• DIRECTIONS: Report how many lines in the records carry the string "authapp", and give no further text.

• DATA EXTRACT:
========================================

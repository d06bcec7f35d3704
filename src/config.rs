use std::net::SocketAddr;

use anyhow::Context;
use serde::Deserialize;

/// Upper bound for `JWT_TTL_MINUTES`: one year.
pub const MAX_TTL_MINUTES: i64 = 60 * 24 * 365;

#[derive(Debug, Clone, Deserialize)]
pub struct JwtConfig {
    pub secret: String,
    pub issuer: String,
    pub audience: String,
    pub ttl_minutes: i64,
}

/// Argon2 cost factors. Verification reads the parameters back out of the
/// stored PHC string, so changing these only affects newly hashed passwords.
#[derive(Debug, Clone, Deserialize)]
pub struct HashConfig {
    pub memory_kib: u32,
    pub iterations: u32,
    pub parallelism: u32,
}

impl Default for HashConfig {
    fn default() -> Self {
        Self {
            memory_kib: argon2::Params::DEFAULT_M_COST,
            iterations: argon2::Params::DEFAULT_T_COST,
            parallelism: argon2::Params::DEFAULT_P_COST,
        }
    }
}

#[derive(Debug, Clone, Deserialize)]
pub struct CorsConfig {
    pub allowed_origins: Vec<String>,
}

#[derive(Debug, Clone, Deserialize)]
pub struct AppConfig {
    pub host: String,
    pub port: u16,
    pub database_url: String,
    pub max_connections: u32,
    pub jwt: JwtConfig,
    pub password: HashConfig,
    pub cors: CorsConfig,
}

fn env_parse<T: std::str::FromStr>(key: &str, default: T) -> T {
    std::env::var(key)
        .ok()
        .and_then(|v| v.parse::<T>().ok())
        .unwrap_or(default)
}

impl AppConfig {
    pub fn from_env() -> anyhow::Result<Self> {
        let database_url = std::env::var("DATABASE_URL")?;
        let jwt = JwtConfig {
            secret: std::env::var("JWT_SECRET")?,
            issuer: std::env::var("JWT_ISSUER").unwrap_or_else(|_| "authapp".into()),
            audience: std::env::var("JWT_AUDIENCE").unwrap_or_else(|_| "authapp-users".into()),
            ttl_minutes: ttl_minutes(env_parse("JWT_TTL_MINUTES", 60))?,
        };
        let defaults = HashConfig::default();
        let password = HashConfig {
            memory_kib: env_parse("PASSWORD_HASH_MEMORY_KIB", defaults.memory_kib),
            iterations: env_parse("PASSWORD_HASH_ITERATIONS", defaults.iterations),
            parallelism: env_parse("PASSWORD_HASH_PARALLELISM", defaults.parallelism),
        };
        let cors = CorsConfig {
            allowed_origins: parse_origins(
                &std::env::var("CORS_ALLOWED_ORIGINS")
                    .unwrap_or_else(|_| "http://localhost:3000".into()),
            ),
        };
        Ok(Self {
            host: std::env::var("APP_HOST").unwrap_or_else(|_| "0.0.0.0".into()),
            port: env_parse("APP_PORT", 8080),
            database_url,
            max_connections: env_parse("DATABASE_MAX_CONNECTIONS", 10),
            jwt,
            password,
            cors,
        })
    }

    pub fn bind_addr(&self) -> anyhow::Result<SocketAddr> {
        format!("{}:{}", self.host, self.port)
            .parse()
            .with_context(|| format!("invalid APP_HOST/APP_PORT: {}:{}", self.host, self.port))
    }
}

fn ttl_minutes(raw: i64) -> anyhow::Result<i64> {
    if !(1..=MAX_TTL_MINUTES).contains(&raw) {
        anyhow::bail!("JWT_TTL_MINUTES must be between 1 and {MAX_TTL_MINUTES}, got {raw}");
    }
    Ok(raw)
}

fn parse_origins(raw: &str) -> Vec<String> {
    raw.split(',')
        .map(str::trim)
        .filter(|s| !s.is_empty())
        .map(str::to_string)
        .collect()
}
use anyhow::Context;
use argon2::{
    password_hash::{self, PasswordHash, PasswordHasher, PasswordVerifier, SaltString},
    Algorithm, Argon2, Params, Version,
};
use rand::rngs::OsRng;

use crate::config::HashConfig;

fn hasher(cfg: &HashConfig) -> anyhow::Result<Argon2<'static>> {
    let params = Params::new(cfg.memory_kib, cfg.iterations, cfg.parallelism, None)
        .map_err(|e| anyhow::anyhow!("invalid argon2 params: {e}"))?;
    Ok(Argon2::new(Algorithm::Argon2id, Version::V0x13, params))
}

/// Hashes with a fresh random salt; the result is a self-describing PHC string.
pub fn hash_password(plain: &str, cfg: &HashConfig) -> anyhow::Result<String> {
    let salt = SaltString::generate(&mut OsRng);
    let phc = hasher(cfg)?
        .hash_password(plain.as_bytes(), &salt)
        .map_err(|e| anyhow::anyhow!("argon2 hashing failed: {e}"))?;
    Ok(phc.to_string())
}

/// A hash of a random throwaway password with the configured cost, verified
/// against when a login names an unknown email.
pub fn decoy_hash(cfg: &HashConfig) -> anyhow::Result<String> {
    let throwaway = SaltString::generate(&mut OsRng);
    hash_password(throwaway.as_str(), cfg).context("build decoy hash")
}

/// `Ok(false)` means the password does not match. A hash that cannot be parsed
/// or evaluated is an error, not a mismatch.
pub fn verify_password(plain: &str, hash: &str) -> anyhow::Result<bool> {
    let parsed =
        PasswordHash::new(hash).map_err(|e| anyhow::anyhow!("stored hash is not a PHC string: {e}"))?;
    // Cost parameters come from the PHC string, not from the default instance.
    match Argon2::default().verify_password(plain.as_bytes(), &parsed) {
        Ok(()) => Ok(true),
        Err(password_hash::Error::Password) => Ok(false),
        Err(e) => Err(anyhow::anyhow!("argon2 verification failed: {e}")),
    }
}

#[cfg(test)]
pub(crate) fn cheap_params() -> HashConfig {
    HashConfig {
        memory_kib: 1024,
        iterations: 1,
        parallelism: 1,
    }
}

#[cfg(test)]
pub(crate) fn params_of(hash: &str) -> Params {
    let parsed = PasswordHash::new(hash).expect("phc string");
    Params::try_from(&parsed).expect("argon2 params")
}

========================================

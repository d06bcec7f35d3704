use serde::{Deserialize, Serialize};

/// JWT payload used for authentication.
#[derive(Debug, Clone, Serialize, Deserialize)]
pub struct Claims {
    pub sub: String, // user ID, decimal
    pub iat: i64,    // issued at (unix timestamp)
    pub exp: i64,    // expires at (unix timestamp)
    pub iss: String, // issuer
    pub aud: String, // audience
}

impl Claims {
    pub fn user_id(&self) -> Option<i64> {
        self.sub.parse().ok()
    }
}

========================================

• ANSWER AREA: 2